Side-by-side comparison

PDR vs body shop: for hail specifically.

Both can repair hail damage. Only one keeps your factory paint, avoids a CarFax flag, and preserves resale value. The comparison matters more than most customers realize — especially if you plan to trade or sell the vehicle in the next 3-5 years.

Side-by-side

The comparison on the eight things that matter.

What matters PDR Body shop
Factory paint preserved? Yes — untouched No — sanded, primed, repainted
CarFax body repair flag None Yes, filed permanently
Time to complete 1–3 days for moderate hail 2–4 weeks typical
Resale impact None measurable 5–15% reduction at trade-in
Cost to insurance Lower — no materials, less labor Higher — filler + paint + labor
Customer deductible May be offset via assistance program Same deductible, no typical offset
Rental time 1–3 days 2–4 weeks
Warranty availability Lifetime on PDR work Typically 1-year paint warranty

How each actually works

Two repair methods, two very different processes.

The PDR process

A PDR technician accesses the back side of the damaged panel — usually through existing body openings after removing trim, door panels, or headliner. Using precision rods from 6" to 60+" long, they push each dent back to factory contour from behind the panel. For dents on double-walled panels or areas with no rear access, they use the glue-pull method: bond a tab to the outer skin with hot-melt glue, pull with a slide hammer, then knock down any high spots. Every dent, one at a time. The factory paint is never touched — no sanding, no filler, no repaint.

The body-shop process

A body-shop technician grinds the damaged area down to bare metal, applies body filler (commonly called Bondo), sands it smooth, applies primer, matches the factory paint color, sprays two or three coats, applies clearcoat, and bakes the panel in a heated booth. For severe damage or cracked paint, the shop may skip the filler step and replace the entire panel instead — which requires cutting out and welding in a new piece before the paint process. Every damaged panel goes through some version of this cycle, which is why body-shop timelines run 2-4 weeks.

PDR vs body shop FAQ

What customers ask when choosing between methods.

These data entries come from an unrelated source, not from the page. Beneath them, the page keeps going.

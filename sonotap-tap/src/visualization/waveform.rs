//! Waveform display buffer
//!
//! Left and right channels share one write pointer. Until the buffers wrap,
//! only the samples actually written are returned.

pub struct WaveformAnalyzer {
    capacity: usize,
    sample_rate: u32,
    left: Vec<f32>,
    right: Vec<f32>,
    write_pos: usize,
    filled: usize,
}

impl WaveformAnalyzer {
    /// `capacity` is clamped to at least 1
    pub fn new(capacity: usize, sample_rate: u32) -> Self {
        let capacity = capacity.max(1);
        Self {
            capacity,
            sample_rate,
            left: vec![0.0; capacity],
            right: vec![0.0; capacity],
            write_pos: 0,
            filled: 0,
        }
    }

    pub fn capacity(&self) -> usize {
        self.capacity
    }

    /// Number of frames currently held (≤ capacity)
    pub fn len(&self) -> usize {
        self.filled
    }

    pub fn is_empty(&self) -> bool {
        self.filled == 0
    }

    /// Add interleaved stereo samples
    pub fn add_samples(&mut self, samples: &[f32]) {
        self.add_interleaved(samples, 2);
    }

    /// Add interleaved samples with `channels` channels
    ///
    /// Mono input goes to both channels, as does an odd trailing sample.
    /// Channels beyond the second are ignored.
    pub fn add_interleaved(&mut self, samples: &[f32], channels: u16) {
        match channels {
            0 => {}
            1 => {
                for &s in samples {
                    self.push(s, s);
                }
            }
            n => {
                let mut frames = samples.chunks_exact(n as usize);
                for frame in &mut frames {
                    self.push(frame[0], frame[1]);
                }
                if let Some(&trailing) = frames.remainder().first() {
                    self.push(trailing, trailing);
                }
            }
        }
    }

    fn push(&mut self, left: f32, right: f32) {
        self.left[self.write_pos] = left;
        self.right[self.write_pos] = right;
        self.write_pos = (self.write_pos + 1) % self.capacity;
        self.filled = (self.filled + 1).min(self.capacity);
    }

    /// Chronologically ordered copies of both channels
    pub fn samples(&self) -> (Vec<f32>, Vec<f32>) {
        (self.ordered(&self.left), self.ordered(&self.right))
    }

    fn ordered(&self, channel: &[f32]) -> Vec<f32> {
        if self.filled < self.capacity {
            return channel[..self.filled].to_vec();
        }
        let mut out = Vec::with_capacity(self.capacity);
        out.extend_from_slice(&channel[self.write_pos..]);
        out.extend_from_slice(&channel[..self.write_pos]);
        out
    }

    /// Reduce both channels to at most `target` points
    ///
    /// Each bucket keeps whichever of its min and max has the larger
    /// magnitude, so transients survive the reduction.
    pub fn downsampled(&self, target: usize) -> (Vec<f32>, Vec<f32>) {
        let (left, right) = self.samples();
        (downsample(&left, target), downsample(&right, target))
    }

    /// Seconds of audio currently held
    pub fn duration(&self) -> f64 {
        if self.sample_rate == 0 {
            return 0.0;
        }
        self.filled as f64 / self.sample_rate as f64
    }

    pub fn reset(&mut self) {
        self.left.fill(0.0);
        self.right.fill(0.0);
        self.write_pos = 0;
        self.filled = 0;
    }
}

fn downsample(samples: &[f32], target: usize) -> Vec<f32> {
    if target == 0 || samples.is_empty() {
        return Vec::new();
    }
    if samples.len() <= target {
        return samples.to_vec();
    }

    (0..target)
        .map(|bucket| {
            let start = bucket * samples.len() / target;
            let end = ((bucket + 1) * samples.len() / target).max(start + 1);
            let range = &samples[start..end];
            let min = range.iter().copied().fold(f32::INFINITY, f32::min);
            let max = range.iter().copied().fold(f32::NEG_INFINITY, f32::max);
            if max.abs() >= min.abs() {
                max
            } else {
                min
            }
        })
        .collect()
}

#[cfg(test)]
mod tests {
    use super::*;

    #[test]
    fn test_partial_fill_returns_written_samples_in_order() {
        let mut waveform = WaveformAnalyzer::new(8, 44100);
        waveform.add_samples(&[0.1, -0.1, 0.2, -0.2, 0.3, -0.3]);

        let (left, right) = waveform.samples();
        assert_eq!(left, vec![0.1, 0.2, 0.3]);
        assert_eq!(right, vec![-0.1, -0.2, -0.3]);
        assert_eq!(waveform.len(), 3);
    }

    #[test]
    fn test_wrapped_buffer_is_chronological() {
        let mut waveform = WaveformAnalyzer::new(4, 44100);
        let samples: Vec<f32> = (1..=6).flat_map(|i| [i as f32, -(i as f32)]).collect();
        waveform.add_samples(&samples);

        let (left, right) = waveform.samples();
        assert_eq!(left, vec![3.0, 4.0, 5.0, 6.0]);
        assert_eq!(right, vec![-3.0, -4.0, -5.0, -6.0]);
    }

    #[test]
    fn test_odd_trailing_sample_goes_to_both_channels() {
        let mut waveform = WaveformAnalyzer::new(4, 44100);
        waveform.add_samples(&[0.1, 0.2, 0.9]);
        let (left, right) = waveform.samples();
        assert_eq!(left, vec![0.1, 0.9]);
        assert_eq!(right, vec![0.2, 0.9]);
    }

    #[test]
    fn test_mono_input_feeds_both_channels() {
        let mut waveform = WaveformAnalyzer::new(4, 44100);
        waveform.add_interleaved(&[0.5, -0.5], 1);
        let (left, right) = waveform.samples();
        assert_eq!(left, right);
        assert_eq!(left, vec![0.5, -0.5]);
    }

    #[test]
    fn test_downsample_keeps_extremum_per_bucket() {
        let mut waveform = WaveformAnalyzer::new(8, 44100);
        let left = [0.1, -0.9, 0.2, 0.3, 0.8, 0.1, -0.2, -0.4];
        let samples: Vec<f32> = left.iter().flat_map(|&s| [s, 0.0]).collect();
        waveform.add_samples(&samples);

        let (down, _) = waveform.downsampled(4);
        assert_eq!(down, vec![-0.9, 0.3, 0.8, -0.4]);
    }

    #[test]
    fn test_downsample_shorter_than_target_is_unchanged() {
        let mut waveform = WaveformAnalyzer::new(8, 44100);
        waveform.add_samples(&[0.1, 0.1, 0.2, 0.2]);
        let (down, _) = waveform.downsampled(16);
        assert_eq!(down, vec![0.1, 0.2]);
        assert!(waveform.downsampled(0).0.is_empty());
    }

    #[test]
    fn test_reset_and_duration() {
        let mut waveform = WaveformAnalyzer::new(1000, 1000);
        waveform.add_samples(&vec![0.5; 1000]);
        assert!((waveform.duration() - 0.5).abs() < 1e-9);

        waveform.reset();
        assert!(waveform.is_empty());
        assert!(waveform.samples().0.is_empty());
    }
}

  • Is PDR always the right choice for hail damage?

    For about 95% of hail damage, yes. The exceptions: cracked or chipped paint (PDR can't restore broken paint), dents on sharp body lines or folded edges, previously filler-repaired panels, and severe damage where panel replacement is cheaper than repair. A good PDR shop tells you honestly when a body shop is the better call.

  • How much resale value does body shop repair cost me?

    Typically 5–15% at trade-in. Dealers check CarFax on every used vehicle. A body-repair flag lowers the trade-in offer by that percentage. On a $30,000 SUV that's $1,500–$4,500 lost at trade-in. On a $60,000 luxury vehicle, $3,000–$9,000. Private-buyer impact is similar.

  • Can a body shop match my factory paint perfectly?

    They can get close, not identical. Factory paint is applied in a controlled environment with specific equipment and curing — conditions no body shop can exactly replicate. Repainted panels typically match within 95-97% of the original, which is usually invisible to the eye but can diverge over time as the paint ages differently. PDR keeps factory paint factory, which means no match problem ever.

  • My insurance is pushing me toward their preferred shop. Is that body shop or PDR?

    Insurance "preferred shops" (DRPs) are almost always body shops. The DRP system is built around traditional collision repair. Some insurers have started adding PDR specialists to their networks, but most DRPs default to body-shop work on hail damage. You are not required to use them — Missouri and Kansas anti-steering laws protect your choice.

  • Is PDR more expensive than a body shop?

    Usually cheaper on hail damage specifically. A body shop has to grind out dents, apply filler, sand, prime, paint, blend, and cure — that's 8+ hours of labor per panel plus materials. PDR repairs the same panel in 1-3 hours with no materials cost. On a full-vehicle hail repair, PDR typically runs 30-40% less than body-shop equivalent. Which is why insurance pays for PDR approvingly — it's their cheaper option too.